Problem details
All records should be reproduced verbatim.

Records provided
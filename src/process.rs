//! Subprocess execution and supervision.
//!
//! Provides:
//! - `CommandSpec`: the immutable description of one invocation
//! - `ForegroundRunner`: run-to-completion with a deadline
//! - `ProcessRegistry`: background processes tracked by pid, with status/kill
//!
//! Every operation reports a `RunResult`; spawn failures and timeouts are
//! statuses, not errors.

mod capture;
mod command;
mod foreground;
mod registry;
pub(crate) mod signal;

use serde::{Deserialize, Serialize};
use std::fmt;

pub use capture::OutputCapture;
pub use command::{CommandSpec, parse_env, split_command_line};
pub use foreground::{DEFAULT_TIMEOUT, Deadline, ForegroundRunner, NO_TIMEOUT};
pub use registry::{ProcessHandle, ProcessRegistry, ProcessSummary, SharedProcessRegistry};

/// Terminal (or current) state reported for a process operation.
#[derive(Debug, Clone, Copy, Serialize, Deserialize, PartialEq, Eq, Hash)]
#[serde(rename_all = "snake_case")]
pub enum RunStatus {
    Running,
    Completed,
    Failed,
    Timeout,
    Exited,
    Terminated,
    #[serde(rename = "not found")]
    NotFound,
}

impl RunStatus {
    #[must_use]
    pub fn as_str(self) -> &'static str {
        match self {
            RunStatus::Running => "running",
            RunStatus::Completed => "completed",
            RunStatus::Failed => "failed",
            RunStatus::Timeout => "timeout",
            RunStatus::Exited => "exited",
            RunStatus::Terminated => "terminated",
            RunStatus::NotFound => "not found",
        }
    }
}

impl fmt::Display for RunStatus {
    fn fmt(&self, f: &mut fmt::Formatter<'_>) -> fmt::Result {
        f.write_str(self.as_str())
    }
}

/// Result of every process operation.
///
/// Never partial: timeouts and failures still carry whatever output was
/// captured before the process stopped.
#[derive(Debug, Clone, Serialize, Deserialize, PartialEq, Eq)]
pub struct RunResult {
    pub stdout: String,
    pub stderr: String,
    #[serde(default, skip_serializing_if = "Option::is_none")]
    pub pid: Option<u32>,
    pub status: RunStatus,
    #[serde(default, skip_serializing_if = "Option::is_none")]
    pub exit_code: Option<i32>,
    #[serde(default, skip_serializing_if = "Option::is_none")]
    pub duration_ms: Option<u64>,
}

impl RunResult {
    /// Result for a pid the registry does not track.
    #[must_use]
    pub fn not_found(pid: u32) -> Self {
        Self {
            stdout: String::new(),
            stderr: String::new(),
            pid: Some(pid),
            status: RunStatus::NotFound,
            exit_code: None,
            duration_ms: None,
        }
    }

    /// Result for a process that never started.
    #[must_use]
    pub fn spawn_failed(err: &ProcessError) -> Self {
        Self {
            stdout: String::new(),
            stderr: err.to_string(),
            pid: None,
            status: RunStatus::Failed,
            exit_code: None,
            duration_ms: Some(0),
        }
    }

    #[must_use]
    pub fn is_success(&self) -> bool {
        matches!(
            self.status,
            RunStatus::Running
                | RunStatus::Completed
                | RunStatus::Exited
                | RunStatus::Terminated
                | RunStatus::NotFound
        )
    }
}

/// Errors raised by the process layer.
#[derive(Debug, thiserror::Error)]
pub enum ProcessError {
    #[error("Failed to spawn `{program}`: {source}")]
    Spawn {
        program: String,
        #[source]
        source: std::io::Error,
    },
    #[error("Failed to signal process {pid}: {source}")]
    Signal {
        pid: u32,
        #[source]
        source: std::io::Error,
    },
    #[error("Process I/O error: {0}")]
    Io(#[from] std::io::Error),
    #[error("Failed to parse command line: {0}")]
    InvalidCommandLine(String),
    #[error("Failed to parse env var '{0}': expected KEY=VALUE")]
    InvalidEnv(String),
    #[error("Process registry lock poisoned")]
    LockPoisoned,
}

impl ProcessError {
    pub(crate) fn spawn(program: &str, source: std::io::Error) -> Self {
        Self::Spawn {
            program: program.to_string(),
            source,
        }
    }
}

fn elapsed_ms(started: std::time::Instant) -> u64 {
    u64::try_from(started.elapsed().as_millis()).unwrap_or(u64::MAX)
}

#[cfg(test)]
mod tests {
    use super::*;
    use pretty_assertions::assert_eq;
    use serde_json::json;

    #[test]
    fn status_serializes_with_wire_names() {
        assert_eq!(
            serde_json::to_value(RunStatus::NotFound).unwrap(),
            json!("not found")
        );
        assert_eq!(
            serde_json::to_value(RunStatus::Timeout).unwrap(),
            json!("timeout")
        );
        assert_eq!(RunStatus::Terminated.to_string(), "terminated");
    }

    #[test]
    fn run_result_omits_absent_pid() {
        let result = RunResult {
            stdout: "hi\n".to_string(),
            stderr: String::new(),
            pid: None,
            status: RunStatus::Completed,
            exit_code: None,
            duration_ms: None,
        };
        assert_eq!(
            serde_json::to_value(&result).unwrap(),
            json!({"stdout": "hi\n", "stderr": "", "status": "completed"})
        );
    }

    #[test]
    fn spawn_failure_is_a_failed_result() {
        let err = ProcessError::spawn(
            "missing-binary",
            std::io::Error::from(std::io::ErrorKind::NotFound),
        );
        let result = RunResult::spawn_failed(&err);
        assert_eq!(result.status, RunStatus::Failed);
        assert!(result.stderr.contains("missing-binary"));
        assert!(!result.is_success());
    }
}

Task response
filename src/process.rs
//! Subprocess execution and supervision.
//!
//! Provides:
//! - `CommandSpec`: the immutable description of one invocation
//! - `ForegroundRunner`: run-to-completion with a deadline
//! - `ProcessRegistry`: background processes tracked by pid, with status/kill
//!
//! Every operation reports a `RunResult`; spawn failures and timeouts are
//! statuses, not errors.

mod capture;
mod command;
mod foreground;
mod registry;
pub(crate) mod signal;

use serde::{Deserialize, Serialize};
use std::fmt;

pub use capture::OutputCapture;
pub use command::{CommandSpec, parse_env, split_command_line};
pub use foreground::{DEFAULT_TIMEOUT, Deadline, ForegroundRunner, NO_TIMEOUT};
pub use registry::{ProcessHandle, ProcessRegistry, ProcessSummary, SharedProcessRegistry};

/// Terminal (or current) state reported for a process operation.
#[derive(Debug, Clone, Copy, Serialize, Deserialize, PartialEq, Eq, Hash)]
#[serde(rename_all = "snake_case")]
pub enum RunStatus {
    Running,
    Completed,
    Failed,
    Timeout,
    Exited,
    Terminated,
    #[serde(rename = "not found")]
    NotFound,
}

impl RunStatus {
    #[must_use]
    pub fn as_str(self) -> &'static str {
        match self {
            RunStatus::Running => "running",
            RunStatus::Completed => "completed",
            RunStatus::Failed => "failed",
            RunStatus::Timeout => "timeout",
            RunStatus::Exited => "exited",
            RunStatus::Terminated => "terminated",
            RunStatus::NotFound => "not found",
        }
    }
}

impl fmt::Display for RunStatus {
    fn fmt(&self, f: &mut fmt::Formatter<'_>) -> fmt::Result {
        f.write_str(self.as_str())
    }
}

/// Result of every process operation.
///
/// Never partial: timeouts and failures still carry whatever output was
/// captured before the process stopped.
#[derive(Debug, Clone, Serialize, Deserialize, PartialEq, Eq)]
pub struct RunResult {
    pub stdout: String,
    pub stderr: String,
    #[serde(default, skip_serializing_if = "Option::is_none")]
    pub pid: Option<u32>,
    pub status: RunStatus,
    #[serde(default, skip_serializing_if = "Option::is_none")]
    pub exit_code: Option<i32>,
    #[serde(default, skip_serializing_if = "Option::is_none")]
    pub duration_ms: Option<u64>,
}

impl RunResult {
    /// Result for a pid the registry does not track.
    #[must_use]
    pub fn not_found(pid: u32) -> Self {
        Self {
            stdout: String::new(),
            stderr: String::new(),
            pid: Some(pid),
            status: RunStatus::NotFound,
            exit_code: None,
            duration_ms: None,
        }
    }

    /// Result for a process that never started.
    #[must_use]
    pub fn spawn_failed(err: &ProcessError) -> Self {
        Self {
            stdout: String::new(),
            stderr: err.to_string(),
            pid: None,
            status: RunStatus::Failed,
            exit_code: None,
            duration_ms: Some(0),
        }
    }

    #[must_use]
    pub fn is_success(&self) -> bool {
        matches!(
            self.status,
            RunStatus::Running
                | RunStatus::Completed
                | RunStatus::Exited
                | RunStatus::Terminated
                | RunStatus::NotFound
        )
    }
}

/// Errors raised by the process layer.
#[derive(Debug, thiserror::Error)]
pub enum ProcessError {
    #[error("Failed to spawn `{program}`: {source}")]
    Spawn {
        program: String,
        #[source]
        source: std::io::Error,
    },
    #[error("Failed to signal process {pid}: {source}")]
    Signal {
        pid: u32,
        #[source]
        source: std::io::Error,
    },
    #[error("Process I/O error: {0}")]
    Io(#[from] std::io::Error),
    #[error("Failed to parse command line: {0}")]
    InvalidCommandLine(String),
    #[error("Failed to parse env var '{0}': expected KEY=VALUE")]
    InvalidEnv(String),
    #[error("Process registry lock poisoned")]
    LockPoisoned,
}

impl ProcessError {
    pub(crate) fn spawn(program: &str, source: std::io::Error) -> Self {
        Self::Spawn {
            program: program.to_string(),
            source,
        }
    }
}

fn elapsed_ms(started: std::time::Instant) -> u64 {
    u64::try_from(started.elapsed().as_millis()).unwrap_or(u64::MAX)
}

#[cfg(test)]
mod tests {
    use super::*;
    use pretty_assertions::assert_eq;
    use serde_json::json;

    #[test]
    fn status_serializes_with_wire_names() {
        assert_eq!(
            serde_json::to_value(RunStatus::NotFound).unwrap(),
            json!("not found")
        );
        assert_eq!(
            serde_json::to_value(RunStatus::Timeout).unwrap(),
            json!("timeout")
        );
        assert_eq!(RunStatus::Terminated.to_string(), "terminated");
    }

    #[test]
    fn run_result_omits_absent_pid() {
        let result = RunResult {
            stdout: "hi\n".to_string(),
            stderr: String::new(),
            pid: None,
            status: RunStatus::Completed,
            exit_code: None,
            duration_ms: None,
        };
        assert_eq!(
            serde_json::to_value(&result).unwrap(),
            json!({"stdout": "hi\n", "stderr": "", "status": "completed"})
        );
    }

    #[test]
    fn spawn_failure_is_a_failed_result() {
        let err = ProcessError::spawn(
            "missing-binary",
            std::io::Error::from(std::io::ErrorKind::NotFound),
        );
        let result = RunResult::spawn_failed(&err);
        assert_eq!(result.status, RunStatus::Failed);
        assert!(result.stderr.contains("missing-binary"));
        assert!(!result.is_success());
    }
}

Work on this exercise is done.